More reactions to Seattle’s new jobs tax: A boost for Bellevue, for Spokane?

Yesterday’s 7-2 Seattle City Council vote to impose a new jobs tax on major employers has prompted some swift reaction. Sensing an opportunity, a Spokane City Council Member invites Seattle businesses to look east

ity Council Member Michael Cathcart is encouraging businesses based in Seattle to make the move to Spokane following the passage of a new payroll tax on big businesses…

From his statement as reported by KREM.

As businesses like yours, your supply chain partners, your customers, employees, and their families continue to reel from the continued shutdown of economic activity across the state, this type of action can only be endorsed by the most tone-deaf of civic or elected leaders.

Thankfully for you, there are options. You can begin the process of leaving Seattle or at least redirecting any business expansion away from the City and instead invest in a community that actually values the great paying jobs you would bring.

A great place to do that is right here in Spokane!

With fewer regulations and taxes, fleeing companies can expect a better business attitude here in Spokane.

A prominent regional economist suggests there may be a closer-in metro benefitting from the tax, reports KIRO radio.

Seattle City Council passed a landmark big business tax Monday, a move that one economist warns could drive companies like Amazon east into Bellevue.

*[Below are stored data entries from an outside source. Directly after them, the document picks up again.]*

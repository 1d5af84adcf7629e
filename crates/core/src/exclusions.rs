//! Paths kept out of the index, read from a robots-style resource.
//!
//! Each `Disallow: /{lang}/{version}/{prefix}` line excludes documents of that
//! language and version whose path starts with `prefix`. `*` matches any
//! language or version. Partially translated sections are listed this way.
//!
//! Prefixes match whole path segments, unlike a crawler reading the same
//! file: `Disallow: /el/1.8/ref` keeps `reference/models` indexed, while a
//! robots string prefix would drop it.

use std::path::Path;

/// One `Disallow` rule.
#[derive(Debug, Clone, PartialEq, Eq)]
pub struct ExclusionRule {
    pub lang: String,
    pub version: String,
    pub prefix: Vec<String>,
}

impl ExclusionRule {
    /// Parse a `Disallow:` line; other lines and rules without a path prefix
    /// yield `None`.
    pub fn parse(line: &str) -> Option<Self> {
        let value = line.trim().strip_prefix("Disallow:")?.trim();
        let mut segments = value.split('/').filter(|s| !s.is_empty());
        let lang = segments.next()?.to_string();
        let version = segments.next()?.to_string();
        let prefix: Vec<String> = segments.map(str::to_string).collect();
        if prefix.is_empty() {
            return None;
        }
        Some(Self {
            lang,
            version,
            prefix,
        })
    }

    fn applies_to(&self, lang: &str, version: &str) -> bool {
        (self.lang == "*" || self.lang == lang) && (self.version == "*" || self.version == version)
    }

    /// Segment-wise prefix match: `ref` matches `ref` and `ref/models`, never
    /// `reference` or `refs/x`.
    fn matches_path(&self, path: &str) -> bool {
        let mut segments = path.split('/').filter(|s| !s.is_empty());
        self.prefix
            .iter()
            .all(|want| segments.next().is_some_and(|seg| seg == want))
    }
}

/// The full exclusion list.
#[derive(Debug, Clone, Default, PartialEq, Eq)]
pub struct Exclusions {
    rules: Vec<ExclusionRule>,
}

impl Exclusions {
    pub fn parse(content: &str) -> Self {
        Self {
            rules: content.lines().filter_map(ExclusionRule::parse).collect(),
        }
    }

    /// Read the list from `path`. A missing file means nothing is excluded.
    pub async fn load(path: &Path) -> std::io::Result<Self> {
        match tokio::fs::read_to_string(path).await {
            Ok(content) => Ok(Self::parse(&content)),
            Err(e) if e.kind() == std::io::ErrorKind::NotFound => {
                tracing::warn!(path = %path.display(), "exclusion list not found, indexing everything");
                Ok(Self::default())
            }
            Err(e) => Err(e),
        }
    }

    pub fn rules(&self) -> &[ExclusionRule] {
        &self.rules
    }

    /// Whether a normalized document path of the given docs must be skipped.
    pub fn is_excluded(&self, lang: &str, version: &str, path: &str) -> bool {
        self.rules
            .iter()
            .any(|rule| rule.applies_to(lang, version) && rule.matches_path(path))
    }
}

According to Windermere Chief Economist Matthew Gardner, it might have served Seattle better to focus on a tax applied regionally.

“As much as these things might make sense, they need to be applied on a regional, not citywide basis,” Gardner told KIRO Radio’s Dave Ross. “… I’m not a fan of jurisdictions autonomously or independently trying to take on these kind of scenarios because all it does is it functions to push people out.”…

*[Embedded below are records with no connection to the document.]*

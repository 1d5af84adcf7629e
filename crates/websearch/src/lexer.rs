use std::fmt;

use serde::{Deserialize, Serialize};

/// Token types produced by the web search lexer.
#[derive(Debug, Clone, PartialEq, Eq, Serialize, Deserialize)]
pub enum Token {
    /// A bare word.
    Word(String),
    /// The contents of a double-quoted phrase.
    Phrase(String),
    /// A leading `-` that negates the next term.
    Minus,
    /// The `or` keyword.
    Or,

    /// The end of the input.
    Eof,
}

impl fmt::Display for Token {
    fn fmt(&self, f: &mut fmt::Formatter<'_>) -> fmt::Result {
        match self {
            Token::Word(w) => write!(f, "{w}"),
            Token::Phrase(p) => write!(f, "\"{p}\""),
            Token::Minus => write!(f, "-"),
            Token::Or => write!(f, "or"),
            Token::Eof => write!(f, "EOF"),
        }
    }
}

/// Position in the query string, in chars.
#[derive(Debug, Clone, Copy, PartialEq, Eq)]
pub struct Span {
    pub start: usize,
    pub end: usize,
}

/// A token with its source position.
#[derive(Debug, Clone, PartialEq)]
pub struct SpannedToken {
    pub token: Token,
    pub span: Span,
}

/// Tokenize a free-text search query.
///
/// Never fails: an unterminated quote runs to the end of the input and runs of
/// punctuation without any letter or digit are treated as separators.
pub fn tokenize(input: &str) -> Vec<SpannedToken> {
    let mut tokens = Vec::new();
    let chars: Vec<char> = input.chars().collect();
    let mut pos = 0;

    while pos < chars.len() {
        let ch = chars[pos];

        if ch.is_whitespace() {
            pos += 1;
            continue;
        }

        let start = pos;

        let token = match ch {
            '"' => {
                pos += 1;
                let phrase_start = pos;
                while pos < chars.len() && chars[pos] != '"' {
                    pos += 1;
                }
                let phrase: String = chars[phrase_start..pos].iter().collect();
                if pos < chars.len() {
                    pos += 1; // closing quote
                }
                Token::Phrase(phrase)
            }
            '-' if pos + 1 < chars.len() && !chars[pos + 1].is_whitespace() && chars[pos + 1] != '-' => {
                pos += 1;
                Token::Minus
            }
            _ => {
                while pos < chars.len() && !chars[pos].is_whitespace() && chars[pos] != '"' {
                    pos += 1;
                }
                let word: String = chars[start..pos].iter().collect();
                if !word.chars().any(char::is_alphanumeric) {
                    continue;
                }
                if word.eq_ignore_ascii_case("or") {
                    Token::Or
                } else {
                    Token::Word(word)
                }
            }
        };

        tokens.push(SpannedToken {
            token,
            span: Span { start, end: pos },
        });
    }

    tokens.push(SpannedToken {
        token: Token::Eof,
        span: Span {
            start: pos,
            end: pos,
        },
    });

    tokens
}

“I think there’s no doubt that we’re going to hear several announcements over the next couple of weeks of some massive expansion by Amazon into Bellevue,” he predicted. “Really, it’s going to become one of those really bad-kept secrets.”

Q13 reports prominent Seattle restaurateur Ethan Stowell also takes a skeptical view of the city’s new tax, favoring a regional approach. 

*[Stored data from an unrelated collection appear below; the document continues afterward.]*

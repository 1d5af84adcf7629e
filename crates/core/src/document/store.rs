use sqlx::{Sqlite, SqlitePool, Transaction};

use super::model::{Document, DocumentRow, NewDocument, SearchText};
use super::search::DocumentSearch;
use super::sync::{prepare_documents, PageRecord, SyncReport};
use crate::config::{SearchConfig, SiteConfig};
use crate::doc_release::DocumentRelease;
use crate::error::{CoreError, Result};
use crate::exclusions::Exclusions;

const DOCUMENT_COLUMNS: &str = "id, release_id, path, title, metadata, config";

/// Repository for the `documents` table and its search vectors.
#[derive(Clone)]
pub struct DocumentStore {
    pool: SqlitePool,
    site: SiteConfig,
}

impl DocumentStore {
    pub fn new(pool: SqlitePool, site: SiteConfig) -> Self {
        Self { pool, site }
    }

    /// Insert one document into `release` and index it.
    #[tracing::instrument(skip(self, document), fields(path = %document.path))]
    pub async fn insert(&self, release_id: i64, document: &NewDocument) -> Result<Document> {
        let mut tx = self.pool.begin().await?;
        let id = insert_document(&mut tx, release_id, document).await?;
        tx.commit().await?;
        self.get(id).await
    }

    pub async fn get(&self, id: i64) -> Result<Document> {
        let row: Option<DocumentRow> =
            sqlx::query_as(&format!("SELECT {DOCUMENT_COLUMNS} FROM documents WHERE id = ?1"))
                .bind(id)
                .fetch_optional(&self.pool)
                .await?;
        row.map(|row| row.into_document(&self.site))
            .ok_or_else(|| CoreError::NotFound(format!("document {id}")))
    }

    /// The document at `path` in a release.
    #[tracing::instrument(skip(self, release), fields(release_id = release.id))]
    pub async fn get_by_path(&self, release: &DocumentRelease, path: &str) -> Result<Document> {
        let row: Option<DocumentRow> = sqlx::query_as(&format!(
            "SELECT {DOCUMENT_COLUMNS} FROM documents WHERE release_id = ?1 AND path = ?2"
        ))
        .bind(release.id)
        .bind(path)
        .fetch_optional(&self.pool)
        .await?;
        row.map(|row| row.into_document(&self.site)).ok_or_else(|| {
            CoreError::NotFound(format!("{}{path}", release.absolute_url()))
        })
    }

    /// All documents of a release, by path.
    pub async fn documents(&self, release: &DocumentRelease) -> Result<Vec<Document>> {
        let rows: Vec<DocumentRow> = sqlx::query_as(&format!(
            "SELECT {DOCUMENT_COLUMNS} FROM documents WHERE release_id = ?1 ORDER BY path"
        ))
        .bind(release.id)
        .fetch_all(&self.pool)
        .await?;
        Ok(rows.into_iter().map(|row| row.into_document(&self.site)).collect())
    }

    /// Replace the documents of `release` with the given built pages.
    ///
    /// Runs as one transaction: the old set is deleted and the new one
    /// inserted and indexed, or nothing changes. The delete takes SQLite's
    /// write lock first, so concurrent syncs of the same release run one
    /// after the other and the last one wins.
    #[tracing::instrument(skip_all, fields(lang = %release.lang, version = %release.version(), pages = records.len()))]
    pub async fn sync_to_db(
        &self,
        release: &DocumentRelease,
        records: &[PageRecord],
        exclusions: &Exclusions,
    ) -> Result<SyncReport> {
        let (documents, report) = prepare_documents(release, records, exclusions, &self.site);

        let mut tx = self.pool.begin().await?;
        let removed = sqlx::query("DELETE FROM documents WHERE release_id = ?1")
            .bind(release.id)
            .execute(&mut *tx)
            .await?
            .rows_affected();
        for document in &documents {
            insert_document(&mut tx, release.id, document).await?;
        }
        tx.commit().await?;

        tracing::info!(
            sync_id = %report.sync_id,
            removed,
            created = report.created,
            skipped_empty = report.skipped_empty,
            skipped_excluded = report.skipped_excluded,
            "synced documents"
        );
        Ok(report)
    }

    /// Start a search within `release`. Nothing runs until it is fetched.
    pub fn search<'a>(&'a self, query: &str, release: &DocumentRelease) -> DocumentSearch<'a> {
        DocumentSearch::new(&self.pool, &self.site, query, release)
    }

    /// Rebuild the search vector of every document. Returns the number of
    /// documents indexed.
    ///
    /// A stored configuration the site does not know is indexed with the
    /// site default.
    #[tracing::instrument(skip(self))]
    pub async fn search_update(&self) -> Result<u64> {
        let mut tx = self.pool.begin().await?;
        clear_search_vectors(&mut tx).await?;
        let rows: Vec<DocumentRow> =
            sqlx::query_as(&format!("SELECT {DOCUMENT_COLUMNS} FROM documents ORDER BY id"))
                .fetch_all(&mut *tx)
                .await?;
        let count = rows.len() as u64;
        for row in rows {
            let document = row.into_document(&self.site);
            let text = SearchText::new(&document.title, &document.metadata);
            index_document(&mut tx, document.id, document.config, &text).await?;
        }
        tx.commit().await?;

        tracing::info!(count, "rebuilt search vectors");
        Ok(count)
    }

    /// Drop the search vector of every document. Returns the number of
    /// documents affected.
    #[tracing::instrument(skip(self))]
    pub async fn search_reset(&self) -> Result<u64> {
        let mut tx = self.pool.begin().await?;
        let count: i64 = sqlx::query_scalar("SELECT COUNT(*) FROM documents")
            .fetch_one(&mut *tx)
            .await?;
        clear_search_vectors(&mut tx).await?;
        tx.commit().await?;

        tracing::info!(count, "cleared search vectors");
        Ok(count as u64)
    }

    /// Number of documents with a search vector.
    pub async fn count_indexed(&self) -> Result<u64> {
        let mut total = 0;
        for config in SearchConfig::ALL {
            let count: i64 = sqlx::query_scalar(&format!(
                "SELECT COUNT(*) FROM {table} JOIN documents d ON d.id = {table}.rowid",
                table = config.table()
            ))
            .fetch_one(&self.pool)
            .await?;
            total += count as u64;
        }
        Ok(total)
    }
}

async fn insert_document(
    tx: &mut Transaction<'_, Sqlite>,
    release_id: i64,
    document: &NewDocument,
) -> Result<i64> {
    let id = sqlx::query(
        r#"
        INSERT INTO documents (release_id, path, title, metadata, config)
        VALUES (?1, ?2, ?3, ?4, ?5)
        "#,
    )
    .bind(release_id)
    .bind(&document.path)
    .bind(&document.title)
    .bind(sqlx::types::Json(&document.metadata))
    .bind(document.config.as_str())
    .execute(&mut **tx)
    .await?
    .last_insert_rowid();

    let text = SearchText::new(&document.title, &document.metadata);
    index_document(tx, id, document.config, &text).await?;
    Ok(id)
}

async fn index_document(
    tx: &mut Transaction<'_, Sqlite>,
    id: i64,
    config: SearchConfig,
    text: &SearchText,
) -> Result<()> {
    sqlx::query(&format!(
        "INSERT INTO {}(rowid, title, slug, toc, body, parents) VALUES (?1, ?2, ?3, ?4, ?5, ?6)",
        config.table()
    ))
    .bind(id)
    .bind(&text.title)
    .bind(&text.slug)
    .bind(&text.toc)
    .bind(&text.body)
    .bind(&text.parents)
    .execute(&mut **tx)
    .await?;
    Ok(())
}

async fn clear_search_vectors(tx: &mut Transaction<'_, Sqlite>) -> Result<()> {
    for config in SearchConfig::ALL {
        sqlx::query(&format!("DELETE FROM {}", config.table()))
            .execute(&mut **tx)
            .await?;
    }
    Ok(())
}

“Who is going to leave the region right now, how many jobs is it going to cost Seattle, it’s a widely unknown thing,” Stowell said.
Stowell says he is in favor of a progressive tax but he still questions the timing of the new one.

“Timing obviously is a big issue that many people are rightfully justified in their frustration but as a company we are in favor of progressive taxes,” Stowell said.

Stowell is pushing for a statewide or regional solution to the tax issue rather than policies that come down just on businesses.

The Lens notes widespread opposition to the new tax from Seattle employers.

The vote was preceded by a July 1 letter signed by business groups including the Pacific Merchant Shipping Association, Washington Technology Industry Association, Visit Seattle, NAIOP Washington State and the Washington state chapter for the Association for General Contractors.

The letter stated: “we must focus on recovery, getting businesses back open and workers back on their feet – not on new taxes and spending that will slow recovery. New taxes…will place our community and businesses of all sizes at a disadvantage in the region and country as we work to recover.”

Among the July 1 letter signatories was the Downtown Seattle Association. In a July 6 statement, the organization wrote that “taxing jobs is bad public policy, and it is even more concerning as Seattle faces double digit unemployment. As the region enters a deep recession and faces near record job losses, the Seattle City Council moved forward at a rapid pace to tax hundreds of businesses to fund new city programs instead of planning for how to sustain basic city services and working on economic recovery. Job taxes are counterproductive to job creation and have a history in Seattle of being enacted and then later repealed. This tax should follow that fate.”

More details on the tax in this post from the Washington Research Council, which notes.

… the ordinance includes this language regarding the possibility of future regional or statewide taxes:

To maintain a level playing field and to provide predictability for the businesses impacted by the payroll expense tax imposed . . . the Council intends to monitor proposals for any taxes imposed by King County or the State of Washington to ensure: a) businesses in its jurisdiction are not subject to additional payroll taxes . . . b) filings are consolidated and streamlined to reduce administrative burden on taxpayers and Finance and Administrative Services, and c) a sustainable, progressive funding source is maintained for the items as described in Council Bill 119811.

It’s odd to see the City Council’s concern with maintaining a level playing field as it overwhelmingly votes to tilt the field against Seattle employers.